## [How to complete this task]
Once the line with "more specific kind" is found in the entries below, repeat it and each following line exactly, up to and including the line with "parse as JSON". Add no other lines.

## [Data for review]
######
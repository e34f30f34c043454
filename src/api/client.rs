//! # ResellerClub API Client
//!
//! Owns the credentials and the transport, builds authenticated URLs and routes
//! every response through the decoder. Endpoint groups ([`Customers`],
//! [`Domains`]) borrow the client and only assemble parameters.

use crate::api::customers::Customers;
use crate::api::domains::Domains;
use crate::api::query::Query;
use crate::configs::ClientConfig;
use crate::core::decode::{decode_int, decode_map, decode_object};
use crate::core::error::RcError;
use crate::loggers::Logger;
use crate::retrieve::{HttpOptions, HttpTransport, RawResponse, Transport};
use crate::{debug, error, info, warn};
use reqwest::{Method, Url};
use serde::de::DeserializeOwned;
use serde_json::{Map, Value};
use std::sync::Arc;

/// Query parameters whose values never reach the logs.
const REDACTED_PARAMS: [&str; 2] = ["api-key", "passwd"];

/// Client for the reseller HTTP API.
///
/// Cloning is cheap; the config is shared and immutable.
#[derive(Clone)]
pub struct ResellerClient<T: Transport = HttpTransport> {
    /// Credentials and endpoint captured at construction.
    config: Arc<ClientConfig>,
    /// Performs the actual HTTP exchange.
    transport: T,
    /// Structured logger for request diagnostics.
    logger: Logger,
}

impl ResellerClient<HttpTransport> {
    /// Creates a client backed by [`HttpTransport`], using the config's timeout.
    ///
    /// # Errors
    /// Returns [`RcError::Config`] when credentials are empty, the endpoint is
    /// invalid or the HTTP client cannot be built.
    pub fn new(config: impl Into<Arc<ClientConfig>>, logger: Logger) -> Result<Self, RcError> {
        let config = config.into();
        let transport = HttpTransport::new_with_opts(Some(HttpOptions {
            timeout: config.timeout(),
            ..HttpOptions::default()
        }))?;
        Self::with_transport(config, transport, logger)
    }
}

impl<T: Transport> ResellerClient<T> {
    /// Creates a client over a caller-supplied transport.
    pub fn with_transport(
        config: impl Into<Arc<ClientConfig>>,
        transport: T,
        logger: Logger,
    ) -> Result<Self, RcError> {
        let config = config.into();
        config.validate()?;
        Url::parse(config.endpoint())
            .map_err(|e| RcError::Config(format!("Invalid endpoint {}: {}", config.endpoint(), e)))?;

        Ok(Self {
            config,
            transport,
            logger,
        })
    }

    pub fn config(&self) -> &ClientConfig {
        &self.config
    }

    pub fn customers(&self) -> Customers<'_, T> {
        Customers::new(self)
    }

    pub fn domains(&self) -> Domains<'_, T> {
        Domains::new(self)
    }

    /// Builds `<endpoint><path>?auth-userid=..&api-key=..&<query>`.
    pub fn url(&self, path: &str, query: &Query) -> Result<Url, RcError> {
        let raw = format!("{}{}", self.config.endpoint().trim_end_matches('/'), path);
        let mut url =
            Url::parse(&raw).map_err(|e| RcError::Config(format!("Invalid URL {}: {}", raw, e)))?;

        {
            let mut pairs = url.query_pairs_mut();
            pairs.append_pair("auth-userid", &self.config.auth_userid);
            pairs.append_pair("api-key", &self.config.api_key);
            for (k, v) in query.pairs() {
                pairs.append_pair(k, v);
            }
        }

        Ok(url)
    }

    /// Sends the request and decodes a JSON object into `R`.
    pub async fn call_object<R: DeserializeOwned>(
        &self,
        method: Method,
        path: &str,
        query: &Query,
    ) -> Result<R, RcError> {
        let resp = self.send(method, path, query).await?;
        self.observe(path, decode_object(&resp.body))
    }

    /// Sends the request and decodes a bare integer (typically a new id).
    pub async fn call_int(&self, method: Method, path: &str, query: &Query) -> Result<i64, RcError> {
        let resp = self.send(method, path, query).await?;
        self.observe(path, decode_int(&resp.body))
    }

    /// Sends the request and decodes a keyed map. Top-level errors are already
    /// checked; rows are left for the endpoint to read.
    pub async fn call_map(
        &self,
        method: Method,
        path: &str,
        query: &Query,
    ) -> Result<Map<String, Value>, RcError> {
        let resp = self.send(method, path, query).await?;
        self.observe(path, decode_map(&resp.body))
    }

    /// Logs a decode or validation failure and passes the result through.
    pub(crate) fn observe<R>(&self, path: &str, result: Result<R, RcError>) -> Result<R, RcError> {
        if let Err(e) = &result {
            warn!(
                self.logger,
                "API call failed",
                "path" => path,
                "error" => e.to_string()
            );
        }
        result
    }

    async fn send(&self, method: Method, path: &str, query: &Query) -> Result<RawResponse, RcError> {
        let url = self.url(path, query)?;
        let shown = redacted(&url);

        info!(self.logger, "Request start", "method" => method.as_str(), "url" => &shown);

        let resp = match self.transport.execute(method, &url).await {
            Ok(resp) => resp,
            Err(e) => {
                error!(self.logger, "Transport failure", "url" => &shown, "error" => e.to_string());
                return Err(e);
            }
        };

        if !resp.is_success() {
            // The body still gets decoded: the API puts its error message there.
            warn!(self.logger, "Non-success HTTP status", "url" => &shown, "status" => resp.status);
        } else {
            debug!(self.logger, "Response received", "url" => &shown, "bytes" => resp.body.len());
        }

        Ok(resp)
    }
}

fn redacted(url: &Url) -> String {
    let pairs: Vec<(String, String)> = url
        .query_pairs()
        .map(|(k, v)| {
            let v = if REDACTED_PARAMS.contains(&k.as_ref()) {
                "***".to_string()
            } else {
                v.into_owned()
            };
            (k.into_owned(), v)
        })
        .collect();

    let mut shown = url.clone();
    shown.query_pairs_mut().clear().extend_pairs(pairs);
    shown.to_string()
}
######
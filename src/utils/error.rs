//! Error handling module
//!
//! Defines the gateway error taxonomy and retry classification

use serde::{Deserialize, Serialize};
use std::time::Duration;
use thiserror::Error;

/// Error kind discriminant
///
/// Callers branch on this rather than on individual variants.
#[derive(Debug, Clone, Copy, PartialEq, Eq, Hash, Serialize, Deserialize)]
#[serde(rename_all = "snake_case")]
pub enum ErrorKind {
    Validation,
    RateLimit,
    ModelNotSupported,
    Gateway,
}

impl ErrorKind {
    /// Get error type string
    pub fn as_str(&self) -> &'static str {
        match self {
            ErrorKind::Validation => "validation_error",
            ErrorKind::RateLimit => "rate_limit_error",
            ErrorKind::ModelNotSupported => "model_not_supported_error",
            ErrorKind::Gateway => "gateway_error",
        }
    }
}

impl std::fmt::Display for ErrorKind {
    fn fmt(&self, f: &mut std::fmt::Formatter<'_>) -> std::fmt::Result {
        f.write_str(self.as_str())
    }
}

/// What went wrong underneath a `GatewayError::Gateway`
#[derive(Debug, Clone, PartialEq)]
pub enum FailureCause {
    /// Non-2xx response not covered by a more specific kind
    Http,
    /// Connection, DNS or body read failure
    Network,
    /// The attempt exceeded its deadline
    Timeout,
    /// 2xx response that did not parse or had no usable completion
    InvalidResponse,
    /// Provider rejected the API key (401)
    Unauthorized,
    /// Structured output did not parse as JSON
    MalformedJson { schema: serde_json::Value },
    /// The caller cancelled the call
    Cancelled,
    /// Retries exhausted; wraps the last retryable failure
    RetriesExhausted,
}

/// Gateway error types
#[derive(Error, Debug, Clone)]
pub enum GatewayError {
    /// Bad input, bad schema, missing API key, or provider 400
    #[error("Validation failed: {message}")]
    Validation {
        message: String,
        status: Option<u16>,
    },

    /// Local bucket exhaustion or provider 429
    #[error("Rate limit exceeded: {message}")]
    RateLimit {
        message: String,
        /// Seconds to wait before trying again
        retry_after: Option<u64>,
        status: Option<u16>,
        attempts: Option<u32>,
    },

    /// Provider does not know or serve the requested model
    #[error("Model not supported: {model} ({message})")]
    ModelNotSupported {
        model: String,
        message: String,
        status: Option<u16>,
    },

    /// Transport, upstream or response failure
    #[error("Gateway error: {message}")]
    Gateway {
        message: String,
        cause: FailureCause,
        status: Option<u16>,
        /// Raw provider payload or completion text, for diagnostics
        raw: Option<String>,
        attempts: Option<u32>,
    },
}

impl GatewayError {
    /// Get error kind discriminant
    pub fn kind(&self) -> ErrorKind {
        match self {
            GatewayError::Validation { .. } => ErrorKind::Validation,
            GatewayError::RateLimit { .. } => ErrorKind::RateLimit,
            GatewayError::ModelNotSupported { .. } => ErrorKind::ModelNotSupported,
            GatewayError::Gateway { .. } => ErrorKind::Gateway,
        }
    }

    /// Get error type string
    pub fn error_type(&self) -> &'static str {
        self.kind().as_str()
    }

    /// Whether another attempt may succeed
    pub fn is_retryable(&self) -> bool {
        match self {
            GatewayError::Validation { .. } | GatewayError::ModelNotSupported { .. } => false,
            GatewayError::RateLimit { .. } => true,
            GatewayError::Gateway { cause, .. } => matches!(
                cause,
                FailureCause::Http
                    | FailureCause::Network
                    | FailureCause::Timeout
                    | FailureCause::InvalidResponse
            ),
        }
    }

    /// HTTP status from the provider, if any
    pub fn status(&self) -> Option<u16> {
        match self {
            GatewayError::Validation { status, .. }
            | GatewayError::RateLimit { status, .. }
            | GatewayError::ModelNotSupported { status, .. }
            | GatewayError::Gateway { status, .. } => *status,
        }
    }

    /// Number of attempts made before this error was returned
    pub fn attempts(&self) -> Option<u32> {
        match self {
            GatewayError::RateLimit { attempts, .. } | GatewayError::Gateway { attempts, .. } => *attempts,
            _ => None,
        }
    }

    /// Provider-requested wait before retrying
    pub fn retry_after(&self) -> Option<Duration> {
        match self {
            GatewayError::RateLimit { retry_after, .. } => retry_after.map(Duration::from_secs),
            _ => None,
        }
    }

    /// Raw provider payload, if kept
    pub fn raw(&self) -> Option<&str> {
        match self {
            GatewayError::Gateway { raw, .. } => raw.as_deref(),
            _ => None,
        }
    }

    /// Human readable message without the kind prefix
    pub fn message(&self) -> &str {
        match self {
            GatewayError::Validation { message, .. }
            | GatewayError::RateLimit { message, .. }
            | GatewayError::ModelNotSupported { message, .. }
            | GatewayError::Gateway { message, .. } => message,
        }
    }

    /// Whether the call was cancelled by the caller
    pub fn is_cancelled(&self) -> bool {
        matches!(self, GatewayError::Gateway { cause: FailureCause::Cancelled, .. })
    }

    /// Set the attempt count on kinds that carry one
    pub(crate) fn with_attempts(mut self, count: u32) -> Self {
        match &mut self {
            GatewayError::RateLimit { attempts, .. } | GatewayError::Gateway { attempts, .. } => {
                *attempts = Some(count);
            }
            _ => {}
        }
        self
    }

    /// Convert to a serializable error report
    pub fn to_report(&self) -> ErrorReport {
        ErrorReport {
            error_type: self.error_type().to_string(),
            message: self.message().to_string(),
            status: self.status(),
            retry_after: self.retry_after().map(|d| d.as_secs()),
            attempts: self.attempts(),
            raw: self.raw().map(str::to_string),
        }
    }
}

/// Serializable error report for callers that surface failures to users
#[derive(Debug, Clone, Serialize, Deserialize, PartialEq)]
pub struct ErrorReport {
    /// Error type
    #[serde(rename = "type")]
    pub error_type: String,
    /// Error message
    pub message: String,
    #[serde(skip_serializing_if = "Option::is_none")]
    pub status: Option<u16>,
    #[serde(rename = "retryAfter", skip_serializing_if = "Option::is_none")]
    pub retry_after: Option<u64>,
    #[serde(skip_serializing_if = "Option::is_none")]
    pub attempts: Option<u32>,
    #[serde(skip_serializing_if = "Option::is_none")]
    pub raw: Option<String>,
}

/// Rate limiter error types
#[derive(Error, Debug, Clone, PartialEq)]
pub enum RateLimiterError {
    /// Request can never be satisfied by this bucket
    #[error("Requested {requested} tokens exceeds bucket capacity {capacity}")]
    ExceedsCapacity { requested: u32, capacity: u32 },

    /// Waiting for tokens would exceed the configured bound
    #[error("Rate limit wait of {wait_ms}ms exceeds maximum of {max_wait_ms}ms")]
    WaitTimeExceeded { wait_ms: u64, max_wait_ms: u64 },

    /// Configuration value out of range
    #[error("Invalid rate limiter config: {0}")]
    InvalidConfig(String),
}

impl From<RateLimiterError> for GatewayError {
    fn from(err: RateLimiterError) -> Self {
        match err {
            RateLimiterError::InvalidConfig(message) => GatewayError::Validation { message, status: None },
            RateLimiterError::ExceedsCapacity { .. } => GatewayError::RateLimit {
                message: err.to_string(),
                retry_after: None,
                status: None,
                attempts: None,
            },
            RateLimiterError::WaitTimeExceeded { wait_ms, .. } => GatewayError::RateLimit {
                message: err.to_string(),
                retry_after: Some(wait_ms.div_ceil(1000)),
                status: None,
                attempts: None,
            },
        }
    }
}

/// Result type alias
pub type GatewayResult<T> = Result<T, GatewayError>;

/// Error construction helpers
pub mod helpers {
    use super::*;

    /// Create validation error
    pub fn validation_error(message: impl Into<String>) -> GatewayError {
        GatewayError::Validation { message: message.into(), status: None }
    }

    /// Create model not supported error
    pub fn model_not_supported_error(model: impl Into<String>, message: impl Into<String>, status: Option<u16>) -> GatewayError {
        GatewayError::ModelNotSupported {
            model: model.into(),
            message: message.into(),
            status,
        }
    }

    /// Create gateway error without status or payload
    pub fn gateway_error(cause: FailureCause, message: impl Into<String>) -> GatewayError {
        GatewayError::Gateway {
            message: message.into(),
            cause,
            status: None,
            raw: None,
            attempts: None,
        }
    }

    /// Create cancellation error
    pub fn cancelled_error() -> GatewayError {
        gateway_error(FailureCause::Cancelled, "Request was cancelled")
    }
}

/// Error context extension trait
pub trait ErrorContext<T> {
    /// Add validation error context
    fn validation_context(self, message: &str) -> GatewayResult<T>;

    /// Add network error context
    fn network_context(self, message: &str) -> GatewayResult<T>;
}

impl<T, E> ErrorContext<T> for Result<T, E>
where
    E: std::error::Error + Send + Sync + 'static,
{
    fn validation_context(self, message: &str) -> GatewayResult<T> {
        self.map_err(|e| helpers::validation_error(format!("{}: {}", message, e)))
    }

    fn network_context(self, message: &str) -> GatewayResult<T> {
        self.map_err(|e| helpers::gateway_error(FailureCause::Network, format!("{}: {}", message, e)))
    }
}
######
## [Written response]
    /// Non-2xx response not covered by a more specific kind
    Http,
    /// Connection, DNS or body read failure
    Network,
    /// The attempt exceeded its deadline
    Timeout,
    /// 2xx response that did not parse or had no usable completion
    InvalidResponse,
    /// Provider rejected the API key (401)
    Unauthorized,
    /// Structured output did not parse as JSON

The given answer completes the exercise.